= WHAT THE EXERCISE ASKS =
Every entry must be output exactly as it was written.

[Opening RAW DATA section]

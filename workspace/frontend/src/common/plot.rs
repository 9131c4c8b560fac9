use plotly::Plot;
use serde_json::Value;
use wasm_bindgen::prelude::*;

#[wasm_bindgen]
extern "C" {
    #[wasm_bindgen(js_namespace = Plotly)]
    fn newPlot(div_id: &str, data: JsValue, layout: JsValue);
}

fn to_js(value: &Value) -> Result<JsValue, JsValue> {
    js_sys::JSON::parse(&value.to_string())
}

/// Draws `plot` into the element with id `div_id`.
///
/// Keys of `layout_patch` (shapes, annotations, ...) are merged into the
/// serialized layout. Values go through JSON so `None` reaches Plotly as
/// `null` and lines break instead of dropping to zero.
pub fn render_plot(div_id: &str, plot: &Plot, layout_patch: Value) {
    let mut figure: Value = match serde_json::from_str(&plot.to_json()) {
        Ok(figure) => figure,
        Err(e) => {
            log::error!("Failed to serialize plot {}: {}", div_id, e);
            return;
        }
    };

    if let Value::Object(patch) = layout_patch {
        for (key, value) in patch {
            figure["layout"][key.as_str()] = value;
        }
    }

    match (to_js(&figure["data"]), to_js(&figure["layout"])) {
        (Ok(data), Ok(layout)) => {
            log::trace!("Rendering plot {}", div_id);
            newPlot(div_id, data, layout);
        }
        _ => log::error!("Failed to convert plot {} for Plotly", div_id),
    }
}
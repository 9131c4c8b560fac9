//! Transport types and client-side data shaping shared by the dashboard.
//!
//! Everything here is plain Rust with no browser dependency, so the frontend
//! crate stays a thin rendering layer and the reshaping logic can be tested
//! natively.

pub mod api;
pub mod error;
pub mod format;
pub mod forecast;
pub mod request;
pub mod selection;
pub mod station;
pub mod timeseries;

pub use api::Endpoint;
pub use error::{DashboardError, Result};
pub use forecast::{
    AnomalyBand, AnomalyOverlay, Anomaly, ChartData, ChartPoint, Components, ForecastBundle, FutureSeries,
    Metrics, SeriesType, TestMetrics, TestSeries, TrainSeries, TrendPoint, ViewMode,
};
pub use request::{ForecastAction, ForecastRequest, RequestSequence, RequestTicket};
pub use selection::StationSelection;
pub use station::Station;
pub use timeseries::{
    Extreme, RawTimeSeriesPoint, RidershipPoint, RidershipSeries, SeriesSummary, StationStats,
    TimeSeries, TimeSeriesResponse, ValueField,
};
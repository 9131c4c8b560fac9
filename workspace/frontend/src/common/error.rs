use yew::prelude::*;

#[derive(Properties, PartialEq)]
pub struct ErrorDisplayProps {
    pub message: String,
    #[prop_or_default]
    pub on_retry: Option<Callback<()>>,
    /// Single-line alert instead of the centered block.
    #[prop_or_default]
    pub compact: bool,
}

#[function_component(ErrorDisplay)]
pub fn error_display(props: &ErrorDisplayProps) -> Html {
    log::warn!("Displaying error to user: {}", props.message);

    let retry_button = if let Some(on_retry) = &props.on_retry {
        let on_retry = on_retry.clone();
        html! {
            <button
                class="btn btn-primary btn-sm"
                onclick={Callback::from(move |_| {
                    log::debug!("User clicked retry button");
                    on_retry.emit(());
                })}
            >
                <i class="fas fa-redo"></i>
                {" Reintentar"}
            </button>
        }
    } else {
        html! {}
    };

    if props.compact {
        return html! {
            <div class="alert alert-error">
                <i class="fas fa-exclamation-circle"></i>
                <span>{&props.message}</span>
                {retry_button}
            </div>
        };
    }

    html! {
        <div class="flex flex-col items-center justify-center py-12 gap-4">
            <div class="alert alert-error max-w-lg">
                <i class="fas fa-exclamation-circle text-2xl"></i>
                <div class="flex flex-col gap-2">
                    <span class="font-semibold">{"Algo salió mal"}</span>
                    <span class="text-sm">{&props.message}</span>
                </div>
            </div>
            {retry_button}
        </div>
    }
}
//! Number formatting for ridership figures and accuracy metrics.

use crate::forecast::TestMetrics;

pub const NOT_AVAILABLE: &str = "N/A";

/// Rounds to an integer and groups thousands with `.`, e.g. `1234567.4`
/// becomes `1.234.567`.
pub fn format_magnitude(value: f64) -> String {
    if !value.is_finite() {
        return NOT_AVAILABLE.to_string();
    }

    let rounded = value.round();
    let digits = format!("{:.0}", rounded.abs());
    let mut grouped = String::with_capacity(digits.len() + digits.len() / 3);
    for (i, ch) in digits.chars().enumerate() {
        if i > 0 && (digits.len() - i) % 3 == 0 {
            grouped.push('.');
        }
        grouped.push(ch);
    }

    if rounded < 0.0 {
        format!("-{}", grouped)
    } else {
        grouped
    }
}

pub fn format_percent(value: f64) -> String {
    if !value.is_finite() {
        return NOT_AVAILABLE.to_string();
    }
    format!("{:.2}%", value)
}

/// Coefficient of determination, three decimals, no grouping.
pub fn format_r2(value: f64) -> String {
    if !value.is_finite() {
        return NOT_AVAILABLE.to_string();
    }
    format!("{:.3}", value)
}

/// Applies `format` when the value is present, `N/A` otherwise.
pub fn or_na(value: Option<f64>, format: fn(f64) -> String) -> String {
    value.map_or_else(|| NOT_AVAILABLE.to_string(), format)
}

/// One tile of the accuracy panel.
#[derive(Debug, Clone, PartialEq, Eq)]
pub struct MetricCell {
    pub label: &'static str,
    pub value: String,
    pub description: &'static str,
}

/// Accuracy tiles for the validation period. Each metric falls back to
/// `N/A` on its own.
pub fn metric_cells(metrics: &TestMetrics) -> Vec<MetricCell> {
    vec![
        MetricCell {
            label: "RMSE",
            value: or_na(metrics.rmse, format_magnitude),
            description: "Raíz del error cuadrático medio",
        },
        MetricCell {
            label: "MAE",
            value: or_na(metrics.mae, format_magnitude),
            description: "Error absoluto medio",
        },
        MetricCell {
            label: "MAPE",
            value: or_na(metrics.mape, format_percent),
            description: "Error porcentual absoluto medio",
        },
        MetricCell {
            label: "R²",
            value: or_na(metrics.r2, format_r2),
            description: "Coeficiente de determinación",
        },
    ]
}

[Closing RAW DATA section]

= COMPLETED TASK =
filename workspace/frontend/src/common/plot.rs
repository 9131c4c8b560fac9
use plotly::Plot;
use serde_json::Value;
use wasm_bindgen::prelude::*;

#[wasm_bindgen]
extern "C" {
    #[wasm_bindgen(js_namespace = Plotly)]
    fn newPlot(div_id: &str, data: JsValue, layout: JsValue);
}

fn to_js(value: &Value) -> Result<JsValue, JsValue> {
    js_sys::JSON::parse(&value.to_string())
}

/// Draws `plot` into the element with id `div_id`.
///
/// Keys of `layout_patch` (shapes, annotations, ...) are merged into the
/// serialized layout. Values go through JSON so `None` reaches Plotly as
/// `null` and lines break instead of dropping to zero.
pub fn render_plot(div_id: &str, plot: &Plot, layout_patch: Value) {
    let mut figure: Value = match serde_json::from_str(&plot.to_json()) {
        Ok(figure) => figure,
        Err(e) => {
            log::error!("Failed to serialize plot {}: {}", div_id, e);
            return;
        }
    };

    if let Value::Object(patch) = layout_patch {
        for (key, value) in patch {
            figure["layout"][key.as_str()] = value;
        }
    }

    match (to_js(&figure["data"]), to_js(&figure["layout"])) {
        (Ok(data), Ok(layout)) => {
            log::trace!("Rendering plot {}", div_id);
            newPlot(div_id, data, layout);
        }
        _ => log::error!("Failed to convert plot {} for Plotly", div_id),
    }
}
repository 9131c4c8b560fac9
//! Transport types and client-side data shaping shared by the dashboard.
//!
//! Everything here is plain Rust with no browser dependency, so the frontend
//! crate stays a thin rendering layer and the reshaping logic can be tested
//! natively.

pub mod api;
pub mod error;
pub mod format;
pub mod forecast;
pub mod request;
pub mod selection;
pub mod station;
pub mod timeseries;

pub use api::Endpoint;
pub use error::{DashboardError, Result};
pub use forecast::{
    AnomalyBand, AnomalyOverlay, Anomaly, ChartData, ChartPoint, Components, ForecastBundle, FutureSeries,
    Metrics, SeriesType, TestMetrics, TestSeries, TrainSeries, TrendPoint, ViewMode,
};
pub use request::{ForecastAction, ForecastRequest, RequestSequence, RequestTicket};
pub use selection::StationSelection;
pub use station::Station;
pub use timeseries::{
    Extreme, RawTimeSeriesPoint, RidershipPoint, RidershipSeries, SeriesSummary, StationStats,
    TimeSeries, TimeSeriesResponse, ValueField,
};
repository 9131c4c8b560fac9
filename workspace/frontend/src/common/error.rs
use yew::prelude::*;

#[derive(Properties, PartialEq)]
pub struct ErrorDisplayProps {
    pub message: String,
    #[prop_or_default]
    pub on_retry: Option<Callback<()>>,
    /// Single-line alert instead of the centered block.
    #[prop_or_default]
    pub compact: bool,
}

#[function_component(ErrorDisplay)]
pub fn error_display(props: &ErrorDisplayProps) -> Html {
    log::warn!("Displaying error to user: {}", props.message);

    let retry_button = if let Some(on_retry) = &props.on_retry {
        let on_retry = on_retry.clone();
        html! {
            <button
                class="btn btn-primary btn-sm"
                onclick={Callback::from(move |_| {
                    log::debug!("User clicked retry button");
                    on_retry.emit(());
                })}
            >
                <i class="fas fa-redo"></i>
                {" Reintentar"}
            </button>
        }
    } else {
        html! {}
    };

    if props.compact {
        return html! {
            <div class="alert alert-error">
                <i class="fas fa-exclamation-circle"></i>
                <span>{&props.message}</span>
                {retry_button}
            </div>
        };
    }

    html! {
        <div class="flex flex-col items-center justify-center py-12 gap-4">
            <div class="alert alert-error max-w-lg">
                <i class="fas fa-exclamation-circle text-2xl"></i>
                <div class="flex flex-col gap-2">
                    <span class="font-semibold">{"Algo salió mal"}</span>
                    <span class="text-sm">{&props.message}</span>
                </div>
            </div>
            {retry_button}
        </div>
    }
}
//! Number formatting for ridership figures and accuracy metrics.

use crate::forecast::TestMetrics;

pub const NOT_AVAILABLE: &str = "N/A";

/// Rounds to an integer and groups thousands with `.`, e.g. `1234567.4`
/// becomes `1.234.567`.
pub fn format_magnitude(value: f64) -> String {
    if !value.is_finite() {
        return NOT_AVAILABLE.to_string();
    }

    let rounded = value.round();
    let digits = format!("{:.0}", rounded.abs());
    let mut grouped = String::with_capacity(digits.len() + digits.len() / 3);
    for (i, ch) in digits.chars().enumerate() {
        if i > 0 && (digits.len() - i) % 3 == 0 {
            grouped.push('.');
        }
        grouped.push(ch);
    }

    if rounded < 0.0 {
        format!("-{}", grouped)
    } else {
        grouped
    }
}

pub fn format_percent(value: f64) -> String {
    if !value.is_finite() {
        return NOT_AVAILABLE.to_string();
    }
    format!("{:.2}%", value)
}

/// Coefficient of determination, three decimals, no grouping.
pub fn format_r2(value: f64) -> String {
    if !value.is_finite() {
        return NOT_AVAILABLE.to_string();
    }
    format!("{:.3}", value)
}

/// Applies `format` when the value is present, `N/A` otherwise.
pub fn or_na(value: Option<f64>, format: fn(f64) -> String) -> String {
    value.map_or_else(|| NOT_AVAILABLE.to_string(), format)
}

/// One tile of the accuracy panel.
#[derive(Debug, Clone, PartialEq, Eq)]
pub struct MetricCell {
    pub label: &'static str,
    pub value: String,
    pub description: &'static str,
}

/// Accuracy tiles for the validation period. Each metric falls back to
/// `N/A` on its own.
pub fn metric_cells(metrics: &TestMetrics) -> Vec<MetricCell> {
    vec![
        MetricCell {
            label: "RMSE",
            value: or_na(metrics.rmse, format_magnitude),
            description: "Raíz del error cuadrático medio",
        },
        MetricCell {
            label: "MAE",
            value: or_na(metrics.mae, format_magnitude),
            description: "Error absoluto medio",
        },
        MetricCell {
            label: "MAPE",
            value: or_na(metrics.mape, format_percent),
            description: "Error porcentual absoluto medio",
        },
        MetricCell {
            label: "R²",
            value: or_na(metrics.r2, format_r2),
            description: "Coeficiente de determinación",
        },
    ]
}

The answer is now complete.